■ **WORK ORDER**:
Of the lines listed below, return exactly those that run from the line containing "let root = match" through the line containing "let result = ctx.api.add_image(url, publish)?;", both included.

■ **INPUT MATERIAL**:
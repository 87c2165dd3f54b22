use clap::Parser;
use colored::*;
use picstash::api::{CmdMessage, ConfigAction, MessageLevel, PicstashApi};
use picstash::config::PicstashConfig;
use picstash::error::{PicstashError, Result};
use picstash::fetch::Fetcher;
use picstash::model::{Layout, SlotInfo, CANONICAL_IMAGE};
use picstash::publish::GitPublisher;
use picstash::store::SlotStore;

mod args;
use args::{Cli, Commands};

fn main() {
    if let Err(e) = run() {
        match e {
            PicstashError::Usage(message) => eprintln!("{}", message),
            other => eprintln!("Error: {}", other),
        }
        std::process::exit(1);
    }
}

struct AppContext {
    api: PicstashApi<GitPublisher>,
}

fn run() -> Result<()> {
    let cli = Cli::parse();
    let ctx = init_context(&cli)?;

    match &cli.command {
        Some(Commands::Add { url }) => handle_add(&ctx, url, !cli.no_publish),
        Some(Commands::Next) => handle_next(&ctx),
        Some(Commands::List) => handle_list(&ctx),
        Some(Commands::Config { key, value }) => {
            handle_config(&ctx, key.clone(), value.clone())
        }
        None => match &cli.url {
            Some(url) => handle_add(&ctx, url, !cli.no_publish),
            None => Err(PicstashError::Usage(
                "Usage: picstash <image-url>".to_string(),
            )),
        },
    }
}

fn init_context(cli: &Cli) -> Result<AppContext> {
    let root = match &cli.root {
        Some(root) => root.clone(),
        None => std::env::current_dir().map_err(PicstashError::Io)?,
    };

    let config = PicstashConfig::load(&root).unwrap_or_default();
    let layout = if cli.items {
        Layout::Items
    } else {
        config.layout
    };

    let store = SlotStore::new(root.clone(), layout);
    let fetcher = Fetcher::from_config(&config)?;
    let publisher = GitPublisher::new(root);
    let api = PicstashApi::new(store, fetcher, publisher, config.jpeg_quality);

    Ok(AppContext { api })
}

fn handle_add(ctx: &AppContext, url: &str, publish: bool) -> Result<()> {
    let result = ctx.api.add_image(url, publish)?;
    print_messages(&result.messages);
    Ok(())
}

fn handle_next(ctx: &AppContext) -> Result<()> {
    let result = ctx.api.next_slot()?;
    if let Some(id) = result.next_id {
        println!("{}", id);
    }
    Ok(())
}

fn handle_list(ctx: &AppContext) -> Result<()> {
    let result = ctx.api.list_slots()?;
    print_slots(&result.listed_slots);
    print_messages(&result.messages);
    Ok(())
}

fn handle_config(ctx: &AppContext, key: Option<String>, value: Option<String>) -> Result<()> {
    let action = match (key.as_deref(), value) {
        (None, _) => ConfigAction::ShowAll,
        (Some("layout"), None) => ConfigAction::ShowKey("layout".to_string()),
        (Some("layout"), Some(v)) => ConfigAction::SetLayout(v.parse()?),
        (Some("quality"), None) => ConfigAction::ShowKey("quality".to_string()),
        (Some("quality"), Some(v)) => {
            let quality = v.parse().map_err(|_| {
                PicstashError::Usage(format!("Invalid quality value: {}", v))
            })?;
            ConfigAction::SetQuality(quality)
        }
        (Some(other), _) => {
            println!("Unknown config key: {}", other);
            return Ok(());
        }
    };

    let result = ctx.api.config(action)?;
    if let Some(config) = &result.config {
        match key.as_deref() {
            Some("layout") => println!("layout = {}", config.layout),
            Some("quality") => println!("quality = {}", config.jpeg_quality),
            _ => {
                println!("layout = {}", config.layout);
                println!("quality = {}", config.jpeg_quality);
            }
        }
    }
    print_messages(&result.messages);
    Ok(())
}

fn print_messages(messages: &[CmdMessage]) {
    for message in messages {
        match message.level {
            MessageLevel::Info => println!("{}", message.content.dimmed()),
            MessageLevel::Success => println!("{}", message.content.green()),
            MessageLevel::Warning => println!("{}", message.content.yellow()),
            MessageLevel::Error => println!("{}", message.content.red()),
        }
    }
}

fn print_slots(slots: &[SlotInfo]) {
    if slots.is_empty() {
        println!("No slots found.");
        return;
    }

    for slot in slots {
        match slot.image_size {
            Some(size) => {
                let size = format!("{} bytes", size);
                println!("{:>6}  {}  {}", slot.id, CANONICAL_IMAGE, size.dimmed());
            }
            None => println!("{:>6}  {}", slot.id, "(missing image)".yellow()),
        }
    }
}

--

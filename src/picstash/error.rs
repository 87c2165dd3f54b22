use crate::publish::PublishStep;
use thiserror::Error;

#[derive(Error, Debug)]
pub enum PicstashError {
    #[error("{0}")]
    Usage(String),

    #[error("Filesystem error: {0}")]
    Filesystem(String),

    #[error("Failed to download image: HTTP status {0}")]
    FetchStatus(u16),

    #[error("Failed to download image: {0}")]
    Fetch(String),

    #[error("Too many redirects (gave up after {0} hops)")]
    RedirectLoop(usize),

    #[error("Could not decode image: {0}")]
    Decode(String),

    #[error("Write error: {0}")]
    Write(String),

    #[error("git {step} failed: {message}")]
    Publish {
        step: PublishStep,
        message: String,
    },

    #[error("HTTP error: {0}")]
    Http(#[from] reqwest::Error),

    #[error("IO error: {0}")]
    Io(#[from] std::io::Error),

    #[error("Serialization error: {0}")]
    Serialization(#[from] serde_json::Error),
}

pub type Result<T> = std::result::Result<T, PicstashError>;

---

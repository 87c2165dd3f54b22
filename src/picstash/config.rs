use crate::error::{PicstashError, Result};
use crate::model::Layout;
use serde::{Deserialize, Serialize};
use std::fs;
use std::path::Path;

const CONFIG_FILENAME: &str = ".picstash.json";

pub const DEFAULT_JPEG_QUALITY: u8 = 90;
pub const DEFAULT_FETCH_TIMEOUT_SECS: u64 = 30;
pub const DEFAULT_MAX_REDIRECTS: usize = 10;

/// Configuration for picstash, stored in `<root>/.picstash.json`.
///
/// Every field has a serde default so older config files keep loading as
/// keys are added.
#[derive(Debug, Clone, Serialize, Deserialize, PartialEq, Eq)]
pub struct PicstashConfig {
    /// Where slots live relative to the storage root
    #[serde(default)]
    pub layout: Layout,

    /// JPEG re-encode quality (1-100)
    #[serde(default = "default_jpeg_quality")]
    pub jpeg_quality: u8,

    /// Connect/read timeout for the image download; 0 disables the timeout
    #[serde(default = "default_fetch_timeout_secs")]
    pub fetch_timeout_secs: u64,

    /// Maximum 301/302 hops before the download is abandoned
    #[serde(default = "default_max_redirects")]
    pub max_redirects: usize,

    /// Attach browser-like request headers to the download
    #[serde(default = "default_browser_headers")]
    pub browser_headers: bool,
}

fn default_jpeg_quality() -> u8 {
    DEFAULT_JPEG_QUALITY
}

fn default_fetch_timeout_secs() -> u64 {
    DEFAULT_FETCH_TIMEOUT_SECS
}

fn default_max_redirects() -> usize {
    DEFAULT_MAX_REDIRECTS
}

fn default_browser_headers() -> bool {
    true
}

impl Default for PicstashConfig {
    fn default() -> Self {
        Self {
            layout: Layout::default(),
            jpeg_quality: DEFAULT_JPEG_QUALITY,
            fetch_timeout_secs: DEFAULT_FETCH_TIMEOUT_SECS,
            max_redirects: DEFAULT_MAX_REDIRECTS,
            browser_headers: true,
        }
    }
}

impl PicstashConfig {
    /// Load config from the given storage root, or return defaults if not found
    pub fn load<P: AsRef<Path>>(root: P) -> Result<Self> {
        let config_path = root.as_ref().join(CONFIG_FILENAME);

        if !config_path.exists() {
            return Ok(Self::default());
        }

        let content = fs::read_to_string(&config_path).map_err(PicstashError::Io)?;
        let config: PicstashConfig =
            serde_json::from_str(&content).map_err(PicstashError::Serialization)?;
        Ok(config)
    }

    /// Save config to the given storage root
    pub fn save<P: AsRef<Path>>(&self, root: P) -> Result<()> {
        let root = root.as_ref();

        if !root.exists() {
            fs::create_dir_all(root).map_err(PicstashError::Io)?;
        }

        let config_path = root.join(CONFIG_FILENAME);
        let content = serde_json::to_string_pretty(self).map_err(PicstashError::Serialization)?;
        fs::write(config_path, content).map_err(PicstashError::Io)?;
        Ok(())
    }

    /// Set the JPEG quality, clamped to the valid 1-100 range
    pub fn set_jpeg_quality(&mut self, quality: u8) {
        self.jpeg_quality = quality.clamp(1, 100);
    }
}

■ **OUTPUT FOR THIS TASK**:
    let root = match &cli.root {
        Some(root) => root.clone(),
        None => std::env::current_dir().map_err(PicstashError::Io)?,
    };

    let config = PicstashConfig::load(&root).unwrap_or_default();
    let layout = if cli.items {
        Layout::Items
    } else {
        config.layout
    };

    let store = SlotStore::new(root.clone(), layout);
    let fetcher = Fetcher::from_config(&config)?;
    let publisher = GitPublisher::new(root);
    let api = PicstashApi::new(store, fetcher, publisher, config.jpeg_quality);

    Ok(AppContext { api })
}

fn handle_add(ctx: &AppContext, url: &str, publish: bool) -> Result<()> {
    let result = ctx.api.add_image(url, publish)?;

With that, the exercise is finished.